In
Prader-Willi syndrome (PWS) hypothalamic dysfunction is the cause of hormonal disturbances, such as
growth hormone deficiency (GHD),
hypogonadism, and delayed or incomplete puberty. Only a few cases of
central precocious puberty (
CPP) have been reported. We describe an 8.8-year-old PWS boy, with microdeletion of chromosome 15q, who developed
CPP. On admission, height was 131.1 cm (+0.17 SD), BMI 26.2 kg/m(2), pubic hair (Ph) 2, and testis 4.5 ml. We found increased growth velocity (7 cm/year), high
testosterone levels, pubertal response to
GnRH test, and advanced bone age (10.6 years). An evaluation of
growth hormone (GH) secretion revealed a deficiency. Pituitary MRI was normal.
LHRH analogue
therapy (Leuproreline 3.75 mg/28 days i.m.) was started at 8.9 years and discontinued at 11.3 years, when the patient had bone age of 13 years. During
therapy, growth velocity,
testosterone, FSH, and LH peak decreased significantly, with no pubertal progression.

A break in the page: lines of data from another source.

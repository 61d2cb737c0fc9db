//! `StateStore`: optional one-way persistence of bot and order records.
//!
//! Grounded on `db/manager.py`'s `FireStoreManager` — the shape of
//! `create_and_use_runner` / `update_runner` / `create_order` /
//! `update_order` / `delete_order` carries over directly; deliberately no
//! read-back method is exposed, matching SPEC_FULL.md §6.3's "recovery is
//! not part of the core contract".

use async_trait::async_trait;
use serde_json::Value;

use crate::error::AdapterError;
use crate::model::OrderId;

/// A write-through sink the bot may optionally hold behind
/// `Option<Arc<dyn StateStore>>` (SPEC_FULL.md §9's typed dependency
/// bundle). All writes are best-effort: a failure here must not abort a
/// sync, only be logged and, where it concerns an error path, reported
/// through the `Notifier` by the caller.
#[async_trait]
pub trait StateStore: Send + Sync {
    /// Create the run-level document this bot's subsequent writes are
    /// scoped under, and return its id.
    async fn create_and_use_runner(&self, runner_id: &str, fields: Value) -> Result<(), AdapterError>;

    async fn update_runner(&self, runner_id: &str, fields: Value) -> Result<(), AdapterError>;

    async fn create_order(&self, order_id: OrderId, fields: Value) -> Result<(), AdapterError>;

    async fn update_order(&self, order_id: OrderId, fields: Value) -> Result<(), AdapterError>;

    async fn delete_order(&self, order_id: OrderId) -> Result<(), AdapterError>;
}


#[cfg(test)]
mod tests {
    use super::mock::MockStateStore;
    use super::*;
    use serde_json::json;

    #[tokio::test]
    async fn mock_store_tracks_order_writes() {
        let store = MockStateStore::new();
        store.create_order(1, json!({"status": "ToCreate"})).await.unwrap();
        assert_eq!(store.orders.lock().await.len(), 1);

        store.delete_order(1).await.unwrap();
        assert!(store.orders.lock().await.is_empty());
    }
}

Growth hormone therapy (0.24 mg/kg/week) was started at 9.5 years and discontinued at 15.3 years because the patient had bone age of 17 years. After interrupting
LHRH therapy the patient demonstrated spontaneous pubertal progression with pubertal
gonadotropin and
testosterone. At 16.3 years, height was 170 cm (-0.48 SDS), BMI 36.3 kg/m(2), Ph 4, testis volume 10 ml and there was a combined hypothalamic and peripheral
hypogonadism hormonal pattern (normal LH even with low
testosterone and undetectable
inhibin B with high FSH). To our knowledge this is the fourth male patient with genetically-confirmed PWS demonstrating
CPP and GHD and the first with a long follow-up to young adulthood.